毎日、朝起こそうと、声を掛けに行っても、返事もなく、微動だにしない(できない)娘をかわいそうに思い、戸惑いを覚える日々でした。いつ治るのだろうか、という不安もありました。でも、すぐに病名がわかり、専門の先生にかかることができ、先生から、1年ぐらいかかるかもしれませんが必ず治ります、という言葉をいただき、早期発見と、治る病気だという信念が、早期回復につながったと確信しています。
娘の回復のきっかけも夏休みでした。子供にとっては開放的な季節です。ぜひ、親しいお友達や家族と、映画やコンサートや、食事やおしゃべり・・・ともかく楽しみを見つけて、無理をしない程度にお出かけして欲しいと思います。
そもそも線維筋痛症は、体に怪我や病気があるわけでもないのに、脳が勝手に痛みを感じるという病気だ、という説明を受けました。脳が誤った反応しているのでしょう。それならば、痛みや不快感を上回るような、楽しくてワクワクするような心地よい刺激と経験を脳に与えてやればいいのではないでしょうか。楽しく過ごせる日があると、それがきっと脳にいい刺激を与えると思います。自信にもつながります。そのような心地よい経験が脳に蓄積されていくことこそが大切なように思います。素人考えだと思われるかもしれませんが、確実に治るお薬が現在もなく、病気を克服した人間の母親が経験的にそのように感じているのです。

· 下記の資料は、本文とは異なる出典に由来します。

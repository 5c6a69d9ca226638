//! Request handlers, one module per resource.

pub mod campaigns;
pub mod instances;
pub mod warming;
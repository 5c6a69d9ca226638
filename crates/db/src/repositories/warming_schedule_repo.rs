//! Repository for the `warming_schedules` table.
//!
//! Counter mutations are single conditional UPDATE statements so that
//! overlapping dispatch cycles can never produce a lost update or push
//! `messages_sent_today` past the daily target.

use chrono::NaiveDate;
use sqlx::PgPool;
use warmline_core::schedule::ScheduleStatus;
use warmline_core::types::DbId;

use crate::models::warming_schedule::WarmingSchedule;

/// Column list for `warming_schedules` queries.
const COLUMNS: &str = "\
    id, instance_id, current_day, messages_sent_today, messages_target_today, \
    target_date, total_messages_sent, total_messages_received, status, \
    last_activity_at, created_at, updated_at";

/// Provides CRUD and counter operations for warming schedules.
pub struct WarmingScheduleRepo;

impl WarmingScheduleRepo {
    /// Create an active schedule for an instance, starting at day 1.
    ///
    /// Fails with a unique violation (`uq_warming_schedules_instance`) if
    /// the instance already has a schedule.
    pub async fn create(pool: &PgPool, instance_id: DbId) -> Result<WarmingSchedule, sqlx::Error> {
        let query = format!(
            "INSERT INTO warming_schedules (instance_id) \
             VALUES ($1) \
             RETURNING {COLUMNS}"
        );
        sqlx::query_as::<_, WarmingSchedule>(&query)
            .bind(instance_id)
            .fetch_one(pool)
            .await
    }

    pub async fn find_by_id(
        pool: &PgPool,
        id: DbId,
    ) -> Result<Option<WarmingSchedule>, sqlx::Error> {
        let query = format!("SELECT {COLUMNS} FROM warming_schedules WHERE id = $1");
        sqlx::query_as::<_, WarmingSchedule>(&query)
            .bind(id)
            .fetch_optional(pool)
            .await
    }

    pub async fn find_by_instance(
        pool: &PgPool,
        instance_id: DbId,
    ) -> Result<Option<WarmingSchedule>, sqlx::Error> {
        let query = format!("SELECT {COLUMNS} FROM warming_schedules WHERE instance_id = $1");
        sqlx::query_as::<_, WarmingSchedule>(&query)
            .bind(instance_id)
            .fetch_optional(pool)
            .await
    }

    /// List every schedule the dispatch cycle should consider.
    pub async fn list_active(pool: &PgPool) -> Result<Vec<WarmingSchedule>, sqlx::Error> {
        let query = format!(
            "SELECT {COLUMNS} FROM warming_schedules WHERE status = $1 ORDER BY id"
        );
        sqlx::query_as::<_, WarmingSchedule>(&query)
            .bind(ScheduleStatus::Active.as_str())
            .fetch_all(pool)
            .await
    }

    /// Persist the day's sampled target.
    ///
    /// When the stored `target_date` differs from `target_date` (a new local
    /// day), `messages_sent_today` is reset in the same statement so the old
    /// day's count never bleeds into the new target.
    pub async fn set_daily_target(
        pool: &PgPool,
        id: DbId,
        target: i32,
        target_date: NaiveDate,
    ) -> Result<Option<WarmingSchedule>, sqlx::Error> {
        let query = format!(
            "UPDATE warming_schedules \
             SET messages_target_today = $2, \
                 messages_sent_today = CASE \
                     WHEN target_date IS DISTINCT FROM $3 THEN 0 \
                     ELSE messages_sent_today \
                 END, \
                 target_date = $3, \
                 updated_at = NOW() \
             WHERE id = $1 \
             RETURNING {COLUMNS}"
        );
        sqlx::query_as::<_, WarmingSchedule>(&query)
            .bind(id)
            .bind(target)
            .bind(target_date)
            .fetch_optional(pool)
            .await
    }

    /// Atomically count one successful send against the daily target.
    ///
    /// The increment only happens while `messages_sent_today` is strictly
    /// below the target, so concurrent cycles cannot overshoot it. Returns
    /// the updated row, or `None` when the target was already met (the send
    /// still happened; only the counter race is resolved here).
    pub async fn try_increment_sent(
        pool: &PgPool,
        id: DbId,
    ) -> Result<Option<WarmingSchedule>, sqlx::Error> {
        let query = format!(
            "UPDATE warming_schedules \
             SET messages_sent_today = messages_sent_today + 1, \
                 total_messages_sent = total_messages_sent + 1, \
                 last_activity_at = NOW(), \
                 updated_at = NOW() \
             WHERE id = $1 \
               AND status = 'active' \
               AND messages_target_today IS NOT NULL \
               AND messages_sent_today < messages_target_today \
             RETURNING {COLUMNS}"
        );
        sqlx::query_as::<_, WarmingSchedule>(&query)
            .bind(id)
            .fetch_optional(pool)
            .await
    }

    /// Count an inbound reply against the instance's schedule.
    pub async fn increment_received(
        pool: &PgPool,
        instance_id: DbId,
    ) -> Result<Option<WarmingSchedule>, sqlx::Error> {
        let query = format!(
            "UPDATE warming_schedules \
             SET total_messages_received = total_messages_received + 1, \
                 updated_at = NOW() \
             WHERE instance_id = $1 \
             RETURNING {COLUMNS}"
        );
        sqlx::query_as::<_, WarmingSchedule>(&query)
            .bind(instance_id)
            .fetch_optional(pool)
            .await
    }

    /// Change a schedule's status (pause/resume).
    pub async fn set_status(
        pool: &PgPool,
        instance_id: DbId,
        status: ScheduleStatus,
    ) -> Result<Option<WarmingSchedule>, sqlx::Error> {
        let query = format!(
            "UPDATE warming_schedules \
             SET status = $2, updated_at = NOW() \
             WHERE instance_id = $1 \
             RETURNING {COLUMNS}"
        );
        sqlx::query_as::<_, WarmingSchedule>(&query)
            .bind(instance_id)
            .bind(status.as_str())
            .fetch_optional(pool)
            .await
    }

    /// Remove the schedule when warming is disabled. Returns whether a row
    /// was deleted.
    pub async fn delete_by_instance(
        pool: &PgPool,
        instance_id: DbId,
    ) -> Result<bool, sqlx::Error> {
        let result = sqlx::query("DELETE FROM warming_schedules WHERE instance_id = $1")
            .bind(instance_id)
            .execute(pool)
            .await?;
        Ok(result.rows_affected() > 0)
    }

    /// Advance every schedule whose daily target belongs to a past local
    /// day: bump `current_day` by the number of elapsed days and clear the
    /// daily counters so the next cycle resamples a fresh target.
    ///
    /// Returns the number of schedules rolled over.
    pub async fn rollover_due(pool: &PgPool, today: NaiveDate) -> Result<u64, sqlx::Error> {
        let result = sqlx::query(
            "UPDATE warming_schedules \
             SET current_day = current_day + ($1 - target_date), \
                 messages_sent_today = 0, \
                 messages_target_today = NULL, \
                 target_date = NULL, \
                 updated_at = NOW() \
             WHERE target_date IS NOT NULL AND target_date < $1",
        )
        .bind(today)
        .execute(pool)
        .await?;
        Ok(result.rows_affected())
    }
}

それにはある程度、体調が回復期にある必要があるかもしれませんが、前向きな気持ちになっている時こそチャンスかもしれません。お薬の助けも重要ですが(お薬に効果がない、と言っているわけではありません、それに加えて、ということです)、心と脳が楽しい、嬉しい、おいしい、心地よいなど、ポジティブな刺激を感じ取れるような環境を用意してあげるのも大切かと思います。それには、必ず直るという強い信念が大切だと思います。私達のケースでよかったのは、先生から「必ず治る病気です」という力強い言葉だったとも思います。この病気に詳しくない先生から、「原因不明です。治るかどうかよくわかりません。」などという言葉をもらったり、治療方針がころころ変わったりしたとしたら、患者側は不安な、否定的な気持ちになるに違いありません。
でも、ここに、完全に病を克服した人間がいるのですから、治る病気かどうか明らかでしょう。「脳」が関係している病気である以上、治らないのではないか・・・という不安があるうちは、なかなか回復の糸口が見つからないのかもしれません。治った人があるのだから自分もきっとよくなるはずだ、少しずつ症状がよくなってきているようだからこのまま回復に向かうはずだ、という前向きな気持ちこそ、この病気を克服できるかどうかの分かれ道のような気持ちすらいたします。
このように書いていると、一般の人に、じゃあ、結局気持ちの持ちようなんじゃないの?というような軽々しい病気には思って欲しくはありません。これは非常に重くて苦しい病気です。苦しみと絶望の中に希望を見出すことほど難しいことはありません。
日々の辛さの中にも、回復への強い信念を持つこと、希望を持つこと、楽しみや喜びの感情を見つけていくことこそが、お薬を上回るような効果につながり、回復への近道となるのではないかと強く思うのです。闘病中のみなさんを心から応援しています。